REQUIREMENT: Return each line below holding the string "filename".

Stored items:
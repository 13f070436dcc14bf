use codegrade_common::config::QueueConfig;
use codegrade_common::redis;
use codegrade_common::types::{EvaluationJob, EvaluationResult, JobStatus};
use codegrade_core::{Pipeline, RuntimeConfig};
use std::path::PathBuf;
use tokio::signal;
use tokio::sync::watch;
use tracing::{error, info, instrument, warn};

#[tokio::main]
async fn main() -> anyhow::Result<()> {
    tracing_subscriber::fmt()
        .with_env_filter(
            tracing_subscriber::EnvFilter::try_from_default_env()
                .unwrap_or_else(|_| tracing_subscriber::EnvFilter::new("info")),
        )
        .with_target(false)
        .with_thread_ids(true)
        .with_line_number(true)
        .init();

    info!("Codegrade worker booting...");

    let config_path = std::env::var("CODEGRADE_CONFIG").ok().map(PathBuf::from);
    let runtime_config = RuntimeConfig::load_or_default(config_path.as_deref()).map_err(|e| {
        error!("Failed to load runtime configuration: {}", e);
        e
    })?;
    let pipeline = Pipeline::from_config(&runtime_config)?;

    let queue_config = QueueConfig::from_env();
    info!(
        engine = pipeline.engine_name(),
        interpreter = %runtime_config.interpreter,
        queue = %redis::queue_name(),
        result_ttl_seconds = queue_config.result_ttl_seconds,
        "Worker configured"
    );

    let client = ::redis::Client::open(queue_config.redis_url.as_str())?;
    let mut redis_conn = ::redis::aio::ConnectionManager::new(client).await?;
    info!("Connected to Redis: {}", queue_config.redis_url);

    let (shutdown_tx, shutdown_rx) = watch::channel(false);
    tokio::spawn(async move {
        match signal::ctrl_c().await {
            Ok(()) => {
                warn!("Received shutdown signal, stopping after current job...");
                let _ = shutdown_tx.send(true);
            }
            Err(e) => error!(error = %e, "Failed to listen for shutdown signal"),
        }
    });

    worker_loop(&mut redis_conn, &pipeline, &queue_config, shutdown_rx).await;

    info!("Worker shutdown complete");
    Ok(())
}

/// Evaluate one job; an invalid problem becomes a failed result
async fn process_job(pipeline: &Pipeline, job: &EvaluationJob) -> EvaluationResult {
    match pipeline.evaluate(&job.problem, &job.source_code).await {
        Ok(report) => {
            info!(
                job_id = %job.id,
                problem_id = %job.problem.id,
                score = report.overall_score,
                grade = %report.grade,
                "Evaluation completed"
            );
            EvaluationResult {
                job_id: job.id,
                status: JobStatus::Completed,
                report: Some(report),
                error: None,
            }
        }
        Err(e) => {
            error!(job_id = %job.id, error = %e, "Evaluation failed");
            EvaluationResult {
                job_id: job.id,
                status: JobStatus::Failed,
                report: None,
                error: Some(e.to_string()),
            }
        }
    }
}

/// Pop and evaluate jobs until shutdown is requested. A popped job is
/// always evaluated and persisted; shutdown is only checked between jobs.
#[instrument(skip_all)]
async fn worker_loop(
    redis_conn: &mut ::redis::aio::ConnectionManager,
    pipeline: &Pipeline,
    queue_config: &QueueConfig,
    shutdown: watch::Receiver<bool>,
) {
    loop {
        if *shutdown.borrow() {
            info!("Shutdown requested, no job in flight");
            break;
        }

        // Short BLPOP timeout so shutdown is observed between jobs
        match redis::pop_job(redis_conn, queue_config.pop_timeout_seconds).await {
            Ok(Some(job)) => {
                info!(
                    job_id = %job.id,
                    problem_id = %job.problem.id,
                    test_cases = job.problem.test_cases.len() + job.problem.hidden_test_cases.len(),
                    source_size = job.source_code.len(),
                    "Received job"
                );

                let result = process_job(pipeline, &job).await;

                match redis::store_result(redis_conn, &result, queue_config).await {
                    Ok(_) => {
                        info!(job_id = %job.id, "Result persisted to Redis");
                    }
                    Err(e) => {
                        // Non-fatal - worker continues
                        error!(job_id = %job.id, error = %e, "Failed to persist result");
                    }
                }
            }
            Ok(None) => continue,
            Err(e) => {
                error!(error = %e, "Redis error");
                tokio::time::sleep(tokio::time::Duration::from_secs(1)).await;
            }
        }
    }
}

--

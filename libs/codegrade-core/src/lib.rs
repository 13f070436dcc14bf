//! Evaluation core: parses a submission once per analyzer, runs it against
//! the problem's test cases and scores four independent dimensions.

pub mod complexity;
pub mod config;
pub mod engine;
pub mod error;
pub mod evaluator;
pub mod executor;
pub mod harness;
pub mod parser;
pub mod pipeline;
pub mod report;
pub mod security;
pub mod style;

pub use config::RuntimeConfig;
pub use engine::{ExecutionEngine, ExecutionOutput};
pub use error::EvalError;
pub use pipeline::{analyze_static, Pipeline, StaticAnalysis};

* * *

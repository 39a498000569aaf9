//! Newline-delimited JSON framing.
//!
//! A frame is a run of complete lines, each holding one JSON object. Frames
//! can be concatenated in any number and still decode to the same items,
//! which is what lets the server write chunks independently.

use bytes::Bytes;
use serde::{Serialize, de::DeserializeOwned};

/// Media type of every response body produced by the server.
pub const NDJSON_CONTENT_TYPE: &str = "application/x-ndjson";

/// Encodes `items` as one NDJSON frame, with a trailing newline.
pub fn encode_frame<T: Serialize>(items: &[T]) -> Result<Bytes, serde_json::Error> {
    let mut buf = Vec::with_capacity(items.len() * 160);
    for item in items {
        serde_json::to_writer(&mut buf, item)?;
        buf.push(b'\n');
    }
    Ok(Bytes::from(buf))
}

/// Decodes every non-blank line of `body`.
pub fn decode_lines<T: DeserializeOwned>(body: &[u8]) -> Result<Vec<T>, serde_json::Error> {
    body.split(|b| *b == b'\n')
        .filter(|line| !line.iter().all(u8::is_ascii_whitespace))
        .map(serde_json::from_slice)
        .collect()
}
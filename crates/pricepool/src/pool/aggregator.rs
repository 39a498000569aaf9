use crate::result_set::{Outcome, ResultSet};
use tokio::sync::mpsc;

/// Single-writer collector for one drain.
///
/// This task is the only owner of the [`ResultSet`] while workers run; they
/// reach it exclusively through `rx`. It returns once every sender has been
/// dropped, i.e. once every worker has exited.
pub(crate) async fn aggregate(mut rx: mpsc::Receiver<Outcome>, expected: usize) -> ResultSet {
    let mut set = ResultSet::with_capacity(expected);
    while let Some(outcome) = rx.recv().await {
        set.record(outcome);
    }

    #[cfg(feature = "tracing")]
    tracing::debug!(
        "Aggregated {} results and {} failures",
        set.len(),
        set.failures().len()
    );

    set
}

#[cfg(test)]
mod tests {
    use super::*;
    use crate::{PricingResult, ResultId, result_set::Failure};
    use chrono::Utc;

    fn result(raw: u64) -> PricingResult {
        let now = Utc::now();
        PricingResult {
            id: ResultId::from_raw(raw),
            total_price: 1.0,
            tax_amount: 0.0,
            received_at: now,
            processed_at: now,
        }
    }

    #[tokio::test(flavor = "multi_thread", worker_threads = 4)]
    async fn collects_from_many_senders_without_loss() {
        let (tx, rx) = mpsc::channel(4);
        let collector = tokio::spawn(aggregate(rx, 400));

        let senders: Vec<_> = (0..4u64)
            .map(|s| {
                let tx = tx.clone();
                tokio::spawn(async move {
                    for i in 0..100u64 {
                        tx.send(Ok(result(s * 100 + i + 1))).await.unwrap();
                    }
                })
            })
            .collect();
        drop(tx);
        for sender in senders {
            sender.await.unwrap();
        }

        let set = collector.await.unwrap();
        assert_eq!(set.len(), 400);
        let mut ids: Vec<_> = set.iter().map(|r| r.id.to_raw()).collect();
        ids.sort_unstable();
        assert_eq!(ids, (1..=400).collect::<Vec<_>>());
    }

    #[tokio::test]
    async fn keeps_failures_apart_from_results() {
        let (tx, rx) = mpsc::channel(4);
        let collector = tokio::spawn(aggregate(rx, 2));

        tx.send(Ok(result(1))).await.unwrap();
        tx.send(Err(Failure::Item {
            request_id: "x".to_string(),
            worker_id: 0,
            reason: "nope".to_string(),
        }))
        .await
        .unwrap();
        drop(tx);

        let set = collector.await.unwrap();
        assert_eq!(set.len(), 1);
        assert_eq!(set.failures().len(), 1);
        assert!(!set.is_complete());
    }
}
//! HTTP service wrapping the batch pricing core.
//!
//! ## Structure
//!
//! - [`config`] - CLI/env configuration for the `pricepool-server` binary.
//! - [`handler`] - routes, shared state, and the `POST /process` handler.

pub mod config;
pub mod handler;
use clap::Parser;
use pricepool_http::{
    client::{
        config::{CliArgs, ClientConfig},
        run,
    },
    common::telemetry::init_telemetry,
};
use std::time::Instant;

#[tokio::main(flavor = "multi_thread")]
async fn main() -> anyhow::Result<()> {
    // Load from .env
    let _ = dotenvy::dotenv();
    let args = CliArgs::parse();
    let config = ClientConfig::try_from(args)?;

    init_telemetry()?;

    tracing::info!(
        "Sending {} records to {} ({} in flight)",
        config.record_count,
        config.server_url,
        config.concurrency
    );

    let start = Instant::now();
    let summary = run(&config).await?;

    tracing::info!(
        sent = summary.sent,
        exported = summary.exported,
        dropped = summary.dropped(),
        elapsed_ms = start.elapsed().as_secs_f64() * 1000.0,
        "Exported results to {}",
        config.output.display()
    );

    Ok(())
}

RESPONSE AREA:
filename libs/codegrade-core/src/lib.rs
filename crates/pricepool/src/pool/aggregator.rs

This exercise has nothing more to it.